As mentioned, big data can be unstructured or semi-structured, with a high level of heterogeneity. The information expressed in these datasets is an essential factor in the process for supporting decision making. That is one of the reasons that heterogeneous data must be integrated and analyzed to present a unique view of information for many kinds of applications. This section addresses the problem of modeling and integrating heterogeneous data that originates from multiple heterogeneous sources in the context of cyber-infrastructure systems and big data platforms.

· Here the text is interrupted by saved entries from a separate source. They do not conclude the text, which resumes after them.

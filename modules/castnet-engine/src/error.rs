use castnet_common::{Platform, SearchMode};

/// Result type alias for engine operations.
pub type Result<T> = std::result::Result<T, EngineError>;

#[derive(Debug, thiserror::Error)]
pub enum EngineError {
    /// Missing credential/endpoint. Fatal for the run; the job keeps its
    /// prior status so a retry succeeds once configuration is fixed.
    #[error("Missing configuration: {0}")]
    Config(String),

    /// No adapter claimed the job. Includes every discriminator dispatch
    /// examined so the failure is diagnosable.
    #[error("Unsupported platform: platform={platform}, mode={mode}, runner={runner}, has_keywords={has_keywords}, has_target_handle={has_target_handle}")]
    UnsupportedPlatform {
        platform: Platform,
        mode: SearchMode,
        runner: &'static str,
        has_keywords: bool,
        has_target_handle: bool,
    },

    /// The job's lifetime API-call budget ran out before the search finished.
    /// Distinct from normal completion so the caller can tell "stalled,
    /// needs attention" from "done".
    #[error("API call budget exhausted for job {job_id}: {used}/{limit} calls used")]
    BudgetExhausted { job_id: String, used: u32, limit: u32 },

    /// The persisted continuation state does not match the adapter that was
    /// dispatched — the job document was edited out-of-band or corrupted.
    #[error("Continuation state mismatch for job {job_id}: expected runner '{expected}'")]
    StateMismatch { job_id: String, expected: &'static str },

    #[error(transparent)]
    Store(#[from] castnet_store::StoreError),

    #[error(transparent)]
    Other(#[from] anyhow::Error),
}
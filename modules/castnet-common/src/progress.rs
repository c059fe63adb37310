/// Percentage of target reached, clamped to 0-100. A non-positive target is
/// defined as 0% to avoid division by zero.
pub fn progress_pct(processed: i64, target: i64) -> i16 {
    if target <= 0 {
        return 0;
    }
    let pct = (processed as f64 / target as f64 * 100.0).round();
    pct.clamp(0.0, 100.0) as i16
}

#[cfg(test)]
mod tests {
    use super::*;

    #[test]
    fn zero_target_is_zero_progress() {
        assert_eq!(progress_pct(0, 0), 0);
        assert_eq!(progress_pct(500, 0), 0);
        assert_eq!(progress_pct(10, -5), 0);
    }

    #[test]
    fn clamps_to_bounds() {
        assert_eq!(progress_pct(-3, 10), 0);
        assert_eq!(progress_pct(25, 10), 100);
    }

    #[test]
    fn rounds_to_nearest() {
        assert_eq!(progress_pct(6, 10), 60);
        assert_eq!(progress_pct(1, 3), 33);
        assert_eq!(progress_pct(2, 3), 67);
    }

    #[test]
    fn always_within_bounds() {
        for processed in [-10i64, 0, 1, 5, 99, 1000] {
            for target in [-1i64, 0, 1, 7, 100] {
                let p = progress_pct(processed, target);
                assert!((0..=100).contains(&p), "progress({processed},{target}) = {p}");
            }
        }
    }
}
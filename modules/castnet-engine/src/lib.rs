pub mod adapter;
pub mod adapters;
mod continuation;
pub mod dispatch;
pub mod engine;
pub mod error;
pub mod expansion;
pub mod ledger;
pub mod normalize;
pub mod retry;
pub mod source;
pub mod testing;

pub use adapter::{ProviderAdapter, RunContext, RunOutcome, RunStatus};
pub use dispatch::Dispatcher;
pub use engine::SearchEngine;
pub use error::{EngineError, Result};
pub use expansion::{KeywordExpander, ModifierExpander};
pub use ledger::CostLedger;
pub use retry::RetryPolicy;
pub use source::{FetchedBatch, NoopSourceClient, SourceClient, SourceCost};
use chrono::{DateTime, Utc};
use serde::{Deserialize, Serialize};

// --- Platform & mode discriminators ---

/// Social platform a job searches. Declared explicitly at job creation so
/// dispatch never has to guess from loosely-typed strings.
#[derive(Debug, Clone, Copy, PartialEq, Eq, Hash, Serialize, Deserialize)]
#[serde(rename_all = "snake_case")]
pub enum Platform {
    Tiktok,
    Instagram,
    Youtube,
}

impl Platform {
    pub fn as_str(&self) -> &'static str {
        match self {
            Platform::Tiktok => "tiktok",
            Platform::Instagram => "instagram",
            Platform::Youtube => "youtube",
        }
    }

    pub fn parse(s: &str) -> Option<Self> {
        match s {
            "tiktok" => Some(Platform::Tiktok),
            "instagram" => Some(Platform::Instagram),
            "youtube" => Some(Platform::Youtube),
            _ => None,
        }
    }
}

impl std::fmt::Display for Platform {
    fn fmt(&self, f: &mut std::fmt::Formatter<'_>) -> std::fmt::Result {
        f.write_str(self.as_str())
    }
}

/// What kind of search the job runs.
#[derive(Debug, Clone, Copy, PartialEq, Eq, Serialize, Deserialize)]
#[serde(rename_all = "snake_case")]
pub enum SearchMode {
    KeywordSearch,
    SimilarCreators,
    StructuredQuery,
}

impl SearchMode {
    pub fn as_str(&self) -> &'static str {
        match self {
            SearchMode::KeywordSearch => "keyword_search",
            SearchMode::SimilarCreators => "similar_creators",
            SearchMode::StructuredQuery => "structured_query",
        }
    }

    pub fn parse(s: &str) -> Option<Self> {
        match s {
            "keyword_search" => Some(SearchMode::KeywordSearch),
            "similar_creators" => Some(SearchMode::SimilarCreators),
            "structured_query" => Some(SearchMode::StructuredQuery),
            _ => None,
        }
    }
}

impl std::fmt::Display for SearchMode {
    fn fmt(&self, f: &mut std::fmt::Formatter<'_>) -> std::fmt::Result {
        f.write_str(self.as_str())
    }
}

// --- Job lifecycle ---

#[derive(Debug, Clone, Copy, PartialEq, Eq, Serialize, Deserialize)]
#[serde(rename_all = "snake_case")]
pub enum JobStatus {
    Pending,
    Processing,
    Completed,
    Error,
    Cancelled,
    Timeout,
}

impl JobStatus {
    /// Terminal statuses are monotonic: once reached, a later invocation that
    /// observes one must no-op rather than regress to Processing.
    pub fn is_terminal(&self) -> bool {
        matches!(
            self,
            JobStatus::Completed | JobStatus::Error | JobStatus::Cancelled | JobStatus::Timeout
        )
    }

    pub fn as_str(&self) -> &'static str {
        match self {
            JobStatus::Pending => "pending",
            JobStatus::Processing => "processing",
            JobStatus::Completed => "completed",
            JobStatus::Error => "error",
            JobStatus::Cancelled => "cancelled",
            JobStatus::Timeout => "timeout",
        }
    }

    pub fn parse(s: &str) -> Option<Self> {
        match s {
            "pending" => Some(JobStatus::Pending),
            "processing" => Some(JobStatus::Processing),
            "completed" => Some(JobStatus::Completed),
            "error" => Some(JobStatus::Error),
            "cancelled" => Some(JobStatus::Cancelled),
            "timeout" => Some(JobStatus::Timeout),
            _ => None,
        }
    }
}

impl std::fmt::Display for JobStatus {
    fn fmt(&self, f: &mut std::fmt::Formatter<'_>) -> std::fmt::Result {
        f.write_str(self.as_str())
    }
}

// --- Continuation state ---

/// Adapter-private continuation state, one variant per runner. Serialized
/// into the job's `search_params` JSONB column under the `runner` tag so a
/// resumed invocation knows exactly which shape to expect.
#[derive(Debug, Clone, PartialEq, Serialize, Deserialize)]
#[serde(tag = "runner", rename_all = "snake_case")]
pub enum ContinuationState {
    KeywordSearch {
        /// Every query variant already sent upstream. Expansion must never
        /// regenerate these.
        #[serde(default)]
        processed_keywords: Vec<String>,
        #[serde(default)]
        page: u64,
    },
    SimilarCreators {
        #[serde(default)]
        handle_queue: Vec<String>,
        #[serde(default)]
        completed_handles: Vec<String>,
    },
}

impl ContinuationState {
    /// Initial state for a freshly created job. StructuredQuery jobs get the
    /// keyword shape; no adapter currently claims them, so dispatch rejects
    /// such jobs before the state is ever read.
    pub fn for_mode(mode: SearchMode, target_handle: Option<&str>) -> Self {
        match mode {
            SearchMode::SimilarCreators => ContinuationState::SimilarCreators {
                handle_queue: target_handle.map(|h| vec![h.to_string()]).unwrap_or_default(),
                completed_handles: Vec::new(),
            },
            SearchMode::KeywordSearch | SearchMode::StructuredQuery => {
                ContinuationState::KeywordSearch {
                    processed_keywords: Vec::new(),
                    page: 0,
                }
            }
        }
    }

    pub fn runner_tag(&self) -> &'static str {
        match self {
            ContinuationState::KeywordSearch { .. } => "keyword_search",
            ContinuationState::SimilarCreators { .. } => "similar_creators",
        }
    }
}

/// Cross-run state persisted alongside the job. The `state` field is the
/// per-runner tagged union; the rest are shared counters that survive
/// process restarts.
#[derive(Debug, Clone, PartialEq, Serialize, Deserialize)]
pub struct SearchParams {
    #[serde(default)]
    pub consecutive_empty_runs: u32,
    #[serde(default)]
    pub api_calls_used: u32,
    #[serde(default)]
    pub total_cost_usd: f64,
    #[serde(default, skip_serializing_if = "Option::is_none")]
    pub last_benchmark: Option<RunMetrics>,
    pub state: ContinuationState,
}

impl SearchParams {
    pub fn new(mode: SearchMode, target_handle: Option<&str>) -> Self {
        Self {
            consecutive_empty_runs: 0,
            api_calls_used: 0,
            total_cost_usd: 0.0,
            last_benchmark: None,
            state: ContinuationState::for_mode(mode, target_handle),
        }
    }
}

// --- Job ---

/// The persisted unit of search work.
#[derive(Debug, Clone, Serialize, Deserialize)]
pub struct Job {
    pub id: String,
    pub owner_id: String,
    pub platform: Platform,
    pub mode: SearchMode,

    pub keywords: Vec<String>,
    pub target_handle: Option<String>,
    pub search_params: SearchParams,

    pub target_results: i64,
    pub processed_results: i64,
    pub processed_runs: i64,
    pub cursor: i64,
    /// 0-100, derived from processed/target; the store applies a monotonic
    /// floor on write so partial-merge races never make it regress.
    pub progress: i16,
    pub status: JobStatus,
    pub error: Option<String>,

    pub created_at: DateTime<Utc>,
    pub started_at: Option<DateTime<Utc>>,
    pub completed_at: Option<DateTime<Utc>>,
    pub updated_at: DateTime<Utc>,
}

impl Job {
    /// A pending job with zeroed progress. Creation itself happens in an
    /// external submission path; this is the shape it hands the store.
    pub fn new(id: &str, owner_id: &str, platform: Platform, mode: SearchMode) -> Self {
        let now = Utc::now();
        Self {
            id: id.to_string(),
            owner_id: owner_id.to_string(),
            platform,
            mode,
            keywords: Vec::new(),
            target_handle: None,
            search_params: SearchParams::new(mode, None),
            target_results: 0,
            processed_results: 0,
            processed_runs: 0,
            cursor: 0,
            progress: 0,
            status: JobStatus::Pending,
            error: None,
            created_at: now,
            started_at: None,
            completed_at: None,
            updated_at: now,
        }
    }

    pub fn with_keywords(mut self, keywords: Vec<String>) -> Self {
        self.keywords = keywords;
        self
    }

    pub fn with_target_handle(mut self, handle: &str) -> Self {
        self.target_handle = Some(handle.to_string());
        self.search_params.state = ContinuationState::for_mode(self.mode, Some(handle));
        self
    }

    pub fn with_target_results(mut self, target: i64) -> Self {
        self.target_results = target;
        self
    }

    pub fn target_reached(&self) -> bool {
        self.target_results > 0 && self.processed_results >= self.target_results
    }
}

// --- Creator ---

/// A normalized creator record. Platform-specific fields stay in `raw`;
/// the normalized core is what merge/dedup and consumers operate on.
#[derive(Debug, Clone, Serialize, Deserialize)]
pub struct Creator {
    pub platform: Platform,
    /// Resolvable identity: username/handle or content id. May be empty when
    /// the upstream payload had nothing usable; the merge engine synthesizes
    /// a content-hash fallback key in that case.
    #[serde(default)]
    pub identity: String,
    #[serde(default, skip_serializing_if = "Option::is_none")]
    pub username: Option<String>,
    #[serde(default, skip_serializing_if = "Option::is_none")]
    pub display_name: Option<String>,
    #[serde(default, skip_serializing_if = "Option::is_none")]
    pub follower_count: Option<i64>,
    #[serde(default, skip_serializing_if = "Option::is_none")]
    pub engagement_rate: Option<f64>,
    #[serde(default, skip_serializing_if = "Option::is_none")]
    pub bio: Option<String>,
    #[serde(default, skip_serializing_if = "Vec::is_empty")]
    pub emails: Vec<String>,
    #[serde(default, skip_serializing_if = "Option::is_none")]
    pub profile_url: Option<String>,
    /// Provenance: source provider, originating keyword, scoring.
    #[serde(default)]
    pub metadata: serde_json::Value,
    /// Untouched upstream payload.
    #[serde(default)]
    pub raw: serde_json::Value,
}

// --- Per-run telemetry ---

#[derive(Debug, Clone, PartialEq, Serialize, Deserialize)]
pub struct BatchStat {
    pub index: u32,
    pub size: u32,
    pub duration_ms: u64,
}

/// One cost ledger line. `total_cost` is quantity x unit_cost unless the
/// vendor reported a total that disagrees with the unit price.
#[derive(Debug, Clone, PartialEq, Serialize, Deserialize)]
pub struct CostEntry {
    pub provider: String,
    pub unit: String,
    pub quantity: f64,
    pub unit_cost: f64,
    pub total_cost: f64,
    #[serde(default, skip_serializing_if = "Option::is_none")]
    pub note: Option<String>,
}

/// Per-invocation telemetry, persisted as the job's benchmark snapshot so
/// spend can be audited across runs.
#[derive(Debug, Clone, PartialEq, Serialize, Deserialize)]
pub struct RunMetrics {
    pub api_calls: u32,
    #[serde(default)]
    pub batches: Vec<BatchStat>,
    pub started_at: DateTime<Utc>,
    #[serde(default, skip_serializing_if = "Option::is_none")]
    pub finished_at: Option<DateTime<Utc>>,
    #[serde(default)]
    pub cost_entries: Vec<CostEntry>,
    /// Run-scoped spend. The job-level running total lives in SearchParams.
    pub total_cost_usd: f64,
}

impl RunMetrics {
    pub fn started(started_at: DateTime<Utc>) -> Self {
        Self {
            api_calls: 0,
            batches: Vec::new(),
            started_at,
            finished_at: None,
            cost_entries: Vec::new(),
            total_cost_usd: 0.0,
        }
    }
}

The growth of big data swaps the planning strategies from long-term thinking to short-term thinking, as the management of the city can be made more efficient. Healthcare systems are also reconstructed by the big data paradigm, as data is generated from sources such as electronic medical records systems, mobilized health records, personal health records, mobile healthcare monitors, genetic sequencing, and predictive analytics, as well as a vast array of biomedical sensors and smart devices that rise up to 1,000 petabytes. The motivation for this section arises from the necessity of a unified approach to data processing in large-scale cyber-infrastructure systems as the characteristics of nontrivial scale cyber-physical systems exhibit significant heterogeneity. Here are some of the important features of a unified approach to big data modeling and data management:
- The creation of data models, data model analysis, and the development of new applications and services based on the new models. As discussed in Chapter 1, Introduction to Big Data and Data Management, the most important characteristics of big data are volume, variety, velocity, value, volatility, and veracity.
- Big data analytics is the process of examining large and varied datasets to discover hidden patterns, market trends, and customer preferences that can be useful for companies for business intelligence.
- Big data models represent the building blocks of big data applications. Chapter 4 , Categorizing Data Models, categorizes different types of data models.
- When it comes to big data representation and aggregation, the most important aspect is how to represent aggregate relational and non-relational data in the storage engines. In relation to uniform data management, a context-aware approach requires an appropriate model to aggregate, semantically organize, and access large amounts of data in various formats, collected from sensors or users.
- Apache Kafka (https://kafka.apache.org/) is a solution that proposes a unified approach to offline and online processing by providing a mechanism for parallel load in Hadoop systems, as well as the ability to partition real-time consumption over a cluster of machines. In addition to that, Apache Kafka provides a real-time publish-subscribe solution.
-
In order to overcome data heterogeneity in big data platforms and to provide a unified and unique view of heterogeneous data, a layer on top of the different data management systems, with aggregation and integration functions, must be created.